Clinical, imaging and laboratory data of 120 patients whose COVID-19 diagnosis based on RT-PCR were evaluated retrospectively. Clinically, the severity of COVID-19 was classified as noncomplicated or mild or severe pneumonia. selleck products Radiologically, the area of affected lungs compatible with viral pneumonia in each patient's computed tomography was classified as either 0-30% or≥31% of the total lung area. The D-dimer values and laboratory data of patients with COVID-19 were compared with inpatient status, duration of hospitalization, and lung involvement during treatment and follow-up. To assess the predictive value of D-dimer, receiver operating characteristic (ROC) analysis was conducted.

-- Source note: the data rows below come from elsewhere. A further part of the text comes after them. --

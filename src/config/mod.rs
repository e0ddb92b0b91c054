use serde::{Deserialize, Serialize};
use std::fs;
use std::path::Path;

/// 日志配置
#[derive(Debug, Deserialize, Serialize, Clone, PartialEq)]
#[serde(default)]
pub struct LogConfig {
    pub level: String,
    pub dir: String,
    pub file: String,
    pub max_file_size: u64,
    pub max_files: usize,
}

impl Default for LogConfig {
    fn default() -> Self {
        Self {
            level: "info".to_string(),
            dir: "logs".to_string(),
            file: "sqlsymbol".to_string(),
            max_file_size: 100 * 1024 * 1024, // 100MB
            max_files: 5,
        }
    }
}

/// 值比较配置
#[derive(Debug, Deserialize, Serialize, Clone, PartialEq, Default)]
#[serde(default)]
pub struct ComparisonConfig {
    /// 字符串比较前补齐到相同长度（忽略尾随空格）
    pub pad_space: bool,
    /// 在非调试构建中同样校验常量值与声明类型是否匹配
    pub check_constant_types: bool,
}

#[derive(Debug, Deserialize, Serialize, Clone, PartialEq, Default)]
#[serde(default)]
pub struct Config {
    pub log: LogConfig,
    pub comparison: ComparisonConfig,
}

impl Config {
    pub fn load<P: AsRef<Path>>(path: P) -> Result<Self, Box<dyn std::error::Error>> {
        let content = fs::read_to_string(path)?;
        Self::from_toml_str(&content)
    }

    pub fn from_toml_str(content: &str) -> Result<Self, Box<dyn std::error::Error>> {
        let config: Config = toml::from_str(content)?;
        if config.log.max_files == 0 {
            return Err("log.max_files 必须大于 0".into());
        }
        Ok(config)
    }

    pub fn save<P: AsRef<Path>>(&self, path: P) -> Result<(), Box<dyn std::error::Error>> {
        let content = toml::to_string_pretty(self)?;
        fs::write(path, content)?;
        Ok(())
    }
}
// 工具模块 - 仅用于导出各个子模块，不包含具体实现

// 日志模块
pub mod logging;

D-dimer elevation (> 243ng/ml) was detected in 63.3% (76/120) of the patients. The mean D-dimer value was calculated as 3144.50±1709.4ng/ml (1643-8548) for inpatients with severe pneumonia in the intensive care unit. D-Dimer values showed positive correlations with age, duration of stay, lung involvement, fibrinogen, neutrophil count, neutrophil lymphocyte ratio (NLR) and platelet lymphocyte ratio (PLR). When the threshold D-dimer value was 370ng/ml in the ROC analysis, this value was calculated to have 77% specificity and 74% sensitivity for lung involvement in patients with COVID-19.
D-Dimer levels in patients with COVID-19 correlate with outcome, but further studies are needed to see how useful they are in determining prognosis.
D-Dimer levels in patients with COVID-19 correlate with outcome, but further studies are needed to see how useful they are in determining prognosis.